Copy the data exactly.

[Saved entries]
*** Begin section ***

//! Platform-reported sensor accuracy.

use std::fmt;
use std::str::FromStr;

use serde::{Deserialize, Serialize};

/// Reliability level reported by the platform sensor service.
///
/// Values mirror the platform's status constants, so raw integers coming
/// from a host adapter can be wrapped directly with [`Accuracy::from_raw`].
#[derive(Debug, Clone, Copy, PartialEq, Eq, PartialOrd, Ord, Hash, Serialize, Deserialize)]
#[serde(transparent)]
pub struct Accuracy(i32);

impl Accuracy {
    /// The sensor is not in contact with what it measures.
    pub const NO_CONTACT: Accuracy = Accuracy(-1);
    /// Values cannot be trusted.
    pub const UNRELIABLE: Accuracy = Accuracy(0);
    pub const LOW: Accuracy = Accuracy(1);
    pub const MEDIUM: Accuracy = Accuracy(2);
    pub const HIGH: Accuracy = Accuracy(3);

    pub fn from_raw(value: i32) -> Self {
        Self(value)
    }

    pub fn as_i32(&self) -> i32 {
        self.0
    }

    /// Check whether readings at this accuracy may be reported to callers.
    pub fn is_reportable(&self) -> bool {
        *self >= Accuracy::MEDIUM
    }
}

impl Default for Accuracy {
    fn default() -> Self {
        Accuracy::UNRELIABLE
    }
}

impl fmt::Display for Accuracy {
    fn fmt(&self, f: &mut fmt::Formatter<'_>) -> fmt::Result {
        match *self {
            Accuracy::NO_CONTACT => f.write_str("no_contact"),
            Accuracy::UNRELIABLE => f.write_str("unreliable"),
            Accuracy::LOW => f.write_str("low"),
            Accuracy::MEDIUM => f.write_str("medium"),
            Accuracy::HIGH => f.write_str("high"),
            Accuracy(other) => write!(f, "level-{}", other),
        }
    }
}

impl FromStr for Accuracy {
    type Err = String;

    fn from_str(s: &str) -> Result<Self, Self::Err> {
        match s.trim().to_ascii_lowercase().as_str() {
            "no_contact" | "no-contact" => Ok(Accuracy::NO_CONTACT),
            "unreliable" => Ok(Accuracy::UNRELIABLE),
            "low" => Ok(Accuracy::LOW),
            "medium" => Ok(Accuracy::MEDIUM),
            "high" => Ok(Accuracy::HIGH),
            other => other
                .parse::<i32>()
                .map(Accuracy)
                .map_err(|_| format!("unknown accuracy level: {}", s)),
        }
    }
}
impl TimerService for TokioTimer {
    fn schedule_after(&mut self, delay: Duration, epoch: SessionEpoch) -> TimerHandle {
        self.tasks.retain(|_, task| !task.is_finished());

        self.next_id += 1;
        let id = self.next_id;
        let tx = self.tx.clone();
        let task = tokio::spawn(async move {
            tokio::time::sleep(delay).await;
            if let Some(tx) = tx.upgrade() {
                trace!(%epoch, "start timeout fired");
                let _ = tx.send(SessionEvent::Timeout { epoch });
            }
        });
        self.tasks.insert(id, task.abort_handle());
        TimerHandle::from_raw(id)
    }

    fn cancel(&mut self, handle: TimerHandle) {
        if let Some(task) = self.tasks.remove(&handle.as_u64()) {
            task.abort();
        }
    }
}

/// Clone-able handle for talking to a running plugin loop.
#[derive(Clone)]
pub struct SessionHandle {
    tx: mpsc::UnboundedSender<SessionEvent>,
}

impl SessionHandle {
    fn send(&self, event: SessionEvent) -> Result<()> {
        self.tx.send(event).map_err(|_| BridgeError::ChannelClosed)
    }

    /// Dispatch a host action for `callback` and wait until the loop has
    /// applied it.
    pub async fn execute(
        &self,
        action: impl Into<String>,
        callback: Arc<dyn CallbackContext>,
    ) -> Result<Action> {
        let (reply, rx) = oneshot::channel();
        self.send(SessionEvent::Exec {
            action: action.into(),
            callback,
            reply,
        })?;
        rx.await.map_err(|_| BridgeError::ChannelClosed)?
    }

    /// Fetch the current session state.
    pub async fn snapshot(&self) -> Result<PluginSnapshot> {
        let (reply, rx) = oneshot::channel();
        self.send(SessionEvent::Snapshot { reply })?;
        rx.await.map_err(|_| BridgeError::ChannelClosed)
    }

    /// Signal that the embedding view was reset or navigated.
    pub fn reset(&self) -> Result<()> {
        self.send(SessionEvent::Reset)
    }

    /// Stop the session and end the loop. Waits until the stop is applied.
    pub async fn shutdown(&self) -> Result<()> {
        let (reply, rx) = oneshot::channel();
        self.send(SessionEvent::Destroy { reply })?;
        rx.await.map_err(|_| BridgeError::ChannelClosed)
    }

    /// A sink for delivering sensor callbacks from outside the loop.
    pub fn sensor_sink(&self) -> SensorEventSink {
        SensorEventSink {
            tx: self.tx.downgrade(),
        }
    }

    pub fn is_closed(&self) -> bool {
        self.tx.is_closed()
    }
}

*** End section ***

> _Result for this exercise_:
//! Platform-reported sensor accuracy.

use std::fmt;
use std::str::FromStr;

use serde::{Deserialize, Serialize};

/// Reliability level reported by the platform sensor service.
///
/// Values mirror the platform's status constants, so raw integers coming
/// from a host adapter can be wrapped directly with [`Accuracy::from_raw`].
#[derive(Debug, Clone, Copy, PartialEq, Eq, PartialOrd, Ord, Hash, Serialize, Deserialize)]
#[serde(transparent)]
pub struct Accuracy(i32);

impl Accuracy {
    /// The sensor is not in contact with what it measures.
    pub const NO_CONTACT: Accuracy = Accuracy(-1);
    /// Values cannot be trusted.
    pub const UNRELIABLE: Accuracy = Accuracy(0);
    pub const LOW: Accuracy = Accuracy(1);
    pub const MEDIUM: Accuracy = Accuracy(2);
    pub const HIGH: Accuracy = Accuracy(3);

    pub fn from_raw(value: i32) -> Self {
        Self(value)
    }

    pub fn as_i32(&self) -> i32 {
        self.0
    }

    /// Check whether readings at this accuracy may be reported to callers.
    pub fn is_reportable(&self) -> bool {
        *self >= Accuracy::MEDIUM
    }
}

impl Default for Accuracy {
    fn default() -> Self {
        Accuracy::UNRELIABLE
    }
}

impl fmt::Display for Accuracy {
    fn fmt(&self, f: &mut fmt::Formatter<'_>) -> fmt::Result {
        match *self {
            Accuracy::NO_CONTACT => f.write_str("no_contact"),
            Accuracy::UNRELIABLE => f.write_str("unreliable"),
            Accuracy::LOW => f.write_str("low"),
            Accuracy::MEDIUM => f.write_str("medium"),
            Accuracy::HIGH => f.write_str("high"),
            Accuracy(other) => write!(f, "level-{}", other),
        }
    }
}

impl FromStr for Accuracy {
    type Err = String;

    fn from_str(s: &str) -> Result<Self, Self::Err> {
        match s.trim().to_ascii_lowercase().as_str() {
            "no_contact" | "no-contact" => Ok(Accuracy::NO_CONTACT),
            "unreliable" => Ok(Accuracy::UNRELIABLE),
            "low" => Ok(Accuracy::LOW),
            "medium" => Ok(Accuracy::MEDIUM),
            "high" => Ok(Accuracy::HIGH),
            other => other
                .parse::<i32>()
                .map(Accuracy)
                .map_err(|_| format!("unknown accuracy level: {}", s)),
        }
    }
}
impl TimerService for TokioTimer {
    fn schedule_after(&mut self, delay: Duration, epoch: SessionEpoch) -> TimerHandle {
        self.tasks.retain(|_, task| !task.is_finished());

        self.next_id += 1;
        let id = self.next_id;
        let tx = self.tx.clone();
        let task = tokio::spawn(async move {
            tokio::time::sleep(delay).await;
            if let Some(tx) = tx.upgrade() {
                trace!(%epoch, "start timeout fired");
                let _ = tx.send(SessionEvent::Timeout { epoch });
            }
        });
        self.tasks.insert(id, task.abort_handle());
        TimerHandle::from_raw(id)
    }

    fn cancel(&mut self, handle: TimerHandle) {
        if let Some(task) = self.tasks.remove(&handle.as_u64()) {
            task.abort();
        }
    }
}

/// Clone-able handle for talking to a running plugin loop.
#[derive(Clone)]
pub struct SessionHandle {
    tx: mpsc::UnboundedSender<SessionEvent>,
}

impl SessionHandle {
    fn send(&self, event: SessionEvent) -> Result<()> {
        self.tx.send(event).map_err(|_| BridgeError::ChannelClosed)
    }

    /// Dispatch a host action for `callback` and wait until the loop has
    /// applied it.
    pub async fn execute(
        &self,
        action: impl Into<String>,
        callback: Arc<dyn CallbackContext>,
    ) -> Result<Action> {
        let (reply, rx) = oneshot::channel();
        self.send(SessionEvent::Exec {
            action: action.into(),
            callback,
            reply,
        })?;
        rx.await.map_err(|_| BridgeError::ChannelClosed)?
    }

    /// Fetch the current session state.
    pub async fn snapshot(&self) -> Result<PluginSnapshot> {
        let (reply, rx) = oneshot::channel();
        self.send(SessionEvent::Snapshot { reply })?;
        rx.await.map_err(|_| BridgeError::ChannelClosed)
    }

    /// Signal that the embedding view was reset or navigated.
    pub fn reset(&self) -> Result<()> {
        self.send(SessionEvent::Reset)
    }

    /// Stop the session and end the loop. Waits until the stop is applied.
    pub async fn shutdown(&self) -> Result<()> {
        let (reply, rx) = oneshot::channel();
        self.send(SessionEvent::Destroy { reply })?;
        rx.await.map_err(|_| BridgeError::ChannelClosed)
    }

    /// A sink for delivering sensor callbacks from outside the loop.
    pub fn sensor_sink(&self) -> SensorEventSink {
        SensorEventSink {
            tx: self.tx.downgrade(),
        }
    }

    pub fn is_closed(&self) -> bool {
        self.tx.is_closed()
    }
}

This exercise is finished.